*TASK DIRECTIONS*:
Tally the lines below that include the string "TargetSpec". Reply with the total only.

*SUPPLIED DATA*:
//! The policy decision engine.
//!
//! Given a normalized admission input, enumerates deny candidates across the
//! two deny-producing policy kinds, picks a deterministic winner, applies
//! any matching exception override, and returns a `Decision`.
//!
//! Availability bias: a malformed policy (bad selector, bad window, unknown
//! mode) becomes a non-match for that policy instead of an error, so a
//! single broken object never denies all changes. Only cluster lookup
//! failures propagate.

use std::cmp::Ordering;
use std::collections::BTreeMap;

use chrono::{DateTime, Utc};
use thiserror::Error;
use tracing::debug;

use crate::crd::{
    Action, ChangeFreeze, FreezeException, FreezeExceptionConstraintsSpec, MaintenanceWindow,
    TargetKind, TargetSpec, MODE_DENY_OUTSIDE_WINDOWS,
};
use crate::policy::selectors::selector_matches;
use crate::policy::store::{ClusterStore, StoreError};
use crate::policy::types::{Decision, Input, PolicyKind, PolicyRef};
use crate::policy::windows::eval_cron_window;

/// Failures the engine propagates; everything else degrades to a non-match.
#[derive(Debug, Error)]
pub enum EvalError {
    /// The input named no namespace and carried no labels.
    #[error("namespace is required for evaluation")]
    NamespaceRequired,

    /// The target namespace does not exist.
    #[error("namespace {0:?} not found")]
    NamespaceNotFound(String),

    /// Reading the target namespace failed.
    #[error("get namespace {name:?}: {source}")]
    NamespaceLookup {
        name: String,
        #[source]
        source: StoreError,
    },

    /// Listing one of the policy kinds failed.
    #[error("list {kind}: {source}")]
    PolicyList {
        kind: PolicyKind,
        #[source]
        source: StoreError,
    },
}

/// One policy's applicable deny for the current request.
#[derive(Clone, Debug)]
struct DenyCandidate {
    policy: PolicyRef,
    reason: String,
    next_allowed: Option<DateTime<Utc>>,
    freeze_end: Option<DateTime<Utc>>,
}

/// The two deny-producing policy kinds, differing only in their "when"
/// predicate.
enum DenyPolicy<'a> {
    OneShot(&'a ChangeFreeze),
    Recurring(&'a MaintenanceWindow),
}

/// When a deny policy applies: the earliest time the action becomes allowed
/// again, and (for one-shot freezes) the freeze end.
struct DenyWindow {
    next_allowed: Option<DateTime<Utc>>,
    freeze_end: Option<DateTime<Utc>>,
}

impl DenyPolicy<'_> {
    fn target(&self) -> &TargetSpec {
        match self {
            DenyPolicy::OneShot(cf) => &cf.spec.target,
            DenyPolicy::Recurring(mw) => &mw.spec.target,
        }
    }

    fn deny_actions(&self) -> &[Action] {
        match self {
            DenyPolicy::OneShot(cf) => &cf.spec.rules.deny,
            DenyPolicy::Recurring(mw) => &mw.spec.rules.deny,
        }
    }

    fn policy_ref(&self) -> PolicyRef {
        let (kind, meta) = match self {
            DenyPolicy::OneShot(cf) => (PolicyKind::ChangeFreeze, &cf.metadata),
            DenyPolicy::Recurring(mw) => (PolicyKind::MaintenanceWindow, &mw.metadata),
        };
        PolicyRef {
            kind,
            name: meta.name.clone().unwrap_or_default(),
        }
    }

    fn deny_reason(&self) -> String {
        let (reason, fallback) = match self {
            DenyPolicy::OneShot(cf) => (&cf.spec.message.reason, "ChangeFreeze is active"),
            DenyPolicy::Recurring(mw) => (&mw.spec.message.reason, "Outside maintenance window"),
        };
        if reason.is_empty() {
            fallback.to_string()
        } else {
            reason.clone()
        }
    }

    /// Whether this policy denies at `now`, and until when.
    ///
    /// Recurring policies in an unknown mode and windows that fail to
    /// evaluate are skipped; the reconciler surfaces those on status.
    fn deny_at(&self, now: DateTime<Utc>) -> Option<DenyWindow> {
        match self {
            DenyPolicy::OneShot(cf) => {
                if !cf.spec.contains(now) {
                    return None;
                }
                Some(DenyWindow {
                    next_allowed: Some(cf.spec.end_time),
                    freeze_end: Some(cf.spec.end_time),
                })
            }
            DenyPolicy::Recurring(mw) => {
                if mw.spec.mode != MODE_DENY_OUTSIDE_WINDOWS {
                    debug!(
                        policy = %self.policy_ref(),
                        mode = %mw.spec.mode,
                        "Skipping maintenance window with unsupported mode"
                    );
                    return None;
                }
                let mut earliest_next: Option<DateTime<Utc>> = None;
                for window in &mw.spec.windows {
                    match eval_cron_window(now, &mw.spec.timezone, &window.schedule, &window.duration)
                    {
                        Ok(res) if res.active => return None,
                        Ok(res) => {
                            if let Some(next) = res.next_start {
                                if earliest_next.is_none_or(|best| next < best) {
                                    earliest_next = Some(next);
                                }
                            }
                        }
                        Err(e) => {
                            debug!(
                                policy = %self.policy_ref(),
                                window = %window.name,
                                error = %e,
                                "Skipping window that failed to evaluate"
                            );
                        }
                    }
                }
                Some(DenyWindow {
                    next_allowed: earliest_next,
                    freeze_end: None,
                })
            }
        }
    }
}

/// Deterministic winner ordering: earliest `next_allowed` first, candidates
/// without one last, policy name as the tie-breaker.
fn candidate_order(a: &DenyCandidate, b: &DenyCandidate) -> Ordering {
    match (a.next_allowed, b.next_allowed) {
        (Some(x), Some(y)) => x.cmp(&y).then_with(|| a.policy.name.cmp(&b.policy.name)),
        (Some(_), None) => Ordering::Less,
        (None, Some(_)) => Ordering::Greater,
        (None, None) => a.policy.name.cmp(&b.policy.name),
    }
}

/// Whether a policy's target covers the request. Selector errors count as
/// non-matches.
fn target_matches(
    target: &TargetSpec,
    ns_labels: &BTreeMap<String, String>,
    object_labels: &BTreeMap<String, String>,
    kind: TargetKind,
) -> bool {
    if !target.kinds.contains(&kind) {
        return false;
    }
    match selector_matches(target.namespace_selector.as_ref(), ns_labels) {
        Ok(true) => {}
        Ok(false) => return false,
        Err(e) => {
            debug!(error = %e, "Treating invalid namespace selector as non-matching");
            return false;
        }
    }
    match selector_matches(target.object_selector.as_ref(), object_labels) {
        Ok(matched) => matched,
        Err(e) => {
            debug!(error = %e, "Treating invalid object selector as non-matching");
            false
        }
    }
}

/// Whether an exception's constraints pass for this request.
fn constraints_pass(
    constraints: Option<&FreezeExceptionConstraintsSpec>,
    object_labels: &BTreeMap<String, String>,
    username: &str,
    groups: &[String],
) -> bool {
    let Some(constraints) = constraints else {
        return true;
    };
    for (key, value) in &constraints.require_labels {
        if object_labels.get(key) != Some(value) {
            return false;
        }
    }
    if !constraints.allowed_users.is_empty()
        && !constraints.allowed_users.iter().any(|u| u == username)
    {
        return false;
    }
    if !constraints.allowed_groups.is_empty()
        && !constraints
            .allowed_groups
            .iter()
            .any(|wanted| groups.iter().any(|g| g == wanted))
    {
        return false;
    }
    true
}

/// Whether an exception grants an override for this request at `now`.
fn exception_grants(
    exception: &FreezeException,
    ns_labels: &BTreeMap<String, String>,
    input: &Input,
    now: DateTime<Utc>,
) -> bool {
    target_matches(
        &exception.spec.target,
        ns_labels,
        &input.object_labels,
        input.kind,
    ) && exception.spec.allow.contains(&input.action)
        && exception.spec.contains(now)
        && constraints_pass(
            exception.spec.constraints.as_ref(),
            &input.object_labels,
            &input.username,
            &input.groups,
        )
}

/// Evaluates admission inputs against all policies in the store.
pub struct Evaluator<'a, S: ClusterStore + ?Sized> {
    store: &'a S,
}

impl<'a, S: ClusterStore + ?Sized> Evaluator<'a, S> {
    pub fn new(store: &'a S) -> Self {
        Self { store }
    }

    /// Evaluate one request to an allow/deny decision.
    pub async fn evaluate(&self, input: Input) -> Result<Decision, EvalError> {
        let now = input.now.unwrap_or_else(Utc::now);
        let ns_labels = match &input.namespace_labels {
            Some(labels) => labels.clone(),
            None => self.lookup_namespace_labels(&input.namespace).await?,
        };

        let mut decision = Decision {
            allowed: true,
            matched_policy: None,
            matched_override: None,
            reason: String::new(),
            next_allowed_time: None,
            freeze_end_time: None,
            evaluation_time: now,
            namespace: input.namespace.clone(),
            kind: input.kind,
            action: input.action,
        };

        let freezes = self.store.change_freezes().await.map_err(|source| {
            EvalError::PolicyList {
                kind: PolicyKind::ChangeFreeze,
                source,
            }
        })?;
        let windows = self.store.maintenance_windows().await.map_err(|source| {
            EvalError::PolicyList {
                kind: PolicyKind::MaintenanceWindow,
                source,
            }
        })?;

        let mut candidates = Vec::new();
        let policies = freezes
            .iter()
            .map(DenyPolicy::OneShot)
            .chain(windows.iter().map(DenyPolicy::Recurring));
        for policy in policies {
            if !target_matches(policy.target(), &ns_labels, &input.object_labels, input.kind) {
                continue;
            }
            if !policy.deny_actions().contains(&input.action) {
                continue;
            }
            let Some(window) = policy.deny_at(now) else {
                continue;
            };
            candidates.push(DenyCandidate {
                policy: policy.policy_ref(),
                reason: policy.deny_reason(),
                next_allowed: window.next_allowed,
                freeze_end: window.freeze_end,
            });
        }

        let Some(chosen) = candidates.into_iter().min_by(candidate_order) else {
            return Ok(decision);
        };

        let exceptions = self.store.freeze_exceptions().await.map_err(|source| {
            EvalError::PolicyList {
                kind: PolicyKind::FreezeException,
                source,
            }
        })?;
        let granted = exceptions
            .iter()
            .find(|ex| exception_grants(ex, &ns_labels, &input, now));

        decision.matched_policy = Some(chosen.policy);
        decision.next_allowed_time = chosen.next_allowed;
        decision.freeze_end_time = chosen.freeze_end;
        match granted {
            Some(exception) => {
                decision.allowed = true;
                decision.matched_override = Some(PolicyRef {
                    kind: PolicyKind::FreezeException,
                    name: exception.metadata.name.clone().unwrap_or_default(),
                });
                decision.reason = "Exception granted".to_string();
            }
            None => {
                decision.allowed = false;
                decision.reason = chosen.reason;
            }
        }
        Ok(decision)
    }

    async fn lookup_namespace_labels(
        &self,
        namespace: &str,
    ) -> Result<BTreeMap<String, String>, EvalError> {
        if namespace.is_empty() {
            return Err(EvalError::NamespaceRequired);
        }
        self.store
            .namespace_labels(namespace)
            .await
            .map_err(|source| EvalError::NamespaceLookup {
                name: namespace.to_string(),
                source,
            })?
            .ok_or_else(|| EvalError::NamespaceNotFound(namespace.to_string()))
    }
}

*RESULT*:
3